Mémoires olympiques/Chapitre IV

Bureau International de Pédagogie Sportive (p. 43-47).
iv
Le Congrès Olympique du Havre (1897)

Pourquoi Le Havre ? On n’en revenait pas. Qu’est-ce que le grand port normand avait à faire avec l’olympisme ?

Dès son retour d’Athènes, le docteur Gebhardt avait exprimé le vœu qu’une prochaine assemblée du C.I.O. se tînt à Berlin. MM. Bikelas, Kemény et Guth étaient d’accord, disait-il. Mais je m’étais bien gardé de les consulter et avant l’été j’engageai des pourparlers avec la municipalité havraise. Rien n’eût été plus imprudent que d’assembler le C.I.O. seul, en pleine lumière, dans une grande capitale. Comme on demandait naguère à une jeune fille encore très jeune et qui est aujourd’hui la femme d’un écrivain connu, si « elle avait beaucoup dansé cette saison », elle avait répondu avec une jolie moue : « Mes parents ne me trouvent pas encore au point. Ils ne me sortiront que l’année prochaine. » J’étais à l’égard du C.I.O. exactement dans le même état d’esprit. Je ne le trouvais pas assez au point pour le sortir. Son faible contingent, son absence de ressources matérielles, surtout son caractère de porte à faux ne pouvant s’appuyer ni sur des forces administratives, ni sur des forces techniques régulièrement constituées ou reconnues m’interdisaient une telle imprudence. D’un autre côté, je jugeais plus important que jamais de préserver son indépendance absolue en ne l’inféodant à aucun pouvoir protecteur. Il ne fallait pas compromettre la victoire remportée à Athènes, mais pas davantage s’en exagérer la portée.

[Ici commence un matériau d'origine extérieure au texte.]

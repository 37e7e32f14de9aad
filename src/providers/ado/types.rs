use chrono::{DateTime, Utc};
use serde::Deserialize;

use crate::models::{Branch, Commit, Repository};

/// Azure DevOps wraps every collection in `{ "count": n, "value": [...] }`.
#[derive(Debug, Deserialize)]
pub struct AdoList<T> {
    #[serde(default = "Vec::new")]
    pub value: Vec<T>,
}

#[derive(Debug, Deserialize)]
pub struct AdoRepositoryDto {
    pub id: String,
    pub name: String,
}

#[derive(Debug, Deserialize)]
pub struct AdoRefDto {
    pub name: String,
}

#[derive(Debug, Deserialize)]
#[serde(rename_all = "camelCase")]
pub struct AdoCommitDto {
    pub commit_id: String,
    pub author: AdoSignatureDto,
    #[serde(default)]
    pub comment: String,
    pub remote_url: Option<String>,
}

#[derive(Debug, Deserialize)]
pub struct AdoSignatureDto {
    #[serde(default)]
    pub name: String,
    #[serde(default)]
    pub email: String,
    pub date: DateTime<Utc>,
}

impl From<AdoRepositoryDto> for Repository {
    fn from(dto: AdoRepositoryDto) -> Self {
        Self {
            id: dto.id,
            name: dto.name,
        }
    }
}

impl From<AdoRefDto> for Branch {
    fn from(dto: AdoRefDto) -> Self {
        let name = dto
            .name
            .strip_prefix("refs/heads/")
            .map_or(dto.name.clone(), str::to_string);
        Self { name }
    }
}

// ADO has no usernames on commits, so the author name doubles as the login.
impl From<AdoCommitDto> for Commit {
    fn from(dto: AdoCommitDto) -> Self {
        Self {
            sha: dto.commit_id,
            url: dto.remote_url.unwrap_or_default(),
            login: dto.author.name.clone(),
            author_name: dto.author.name,
            author_email: dto.author.email,
            author_date: dto.author.date,
            message: dto.comment,
        }
    }
}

Jusqu’alors, j’avais toujours vécu une bonne partie de l’année en Normandie : parenté, foyer, intérêts politiques éventuels, tout m’avait rattaché à ce berceau de ma famille. Il m’était donc plus aisé d’y trouver un point d’appui qu’ailleurs. Le chef de l’État français élu l’année précédente, après la démission inattendue du président Casimir-Périer, était un Havrais et sa cité d’adoption était restée sa résidence estivale. J’étais certain de l’intéresser à l’entreprise.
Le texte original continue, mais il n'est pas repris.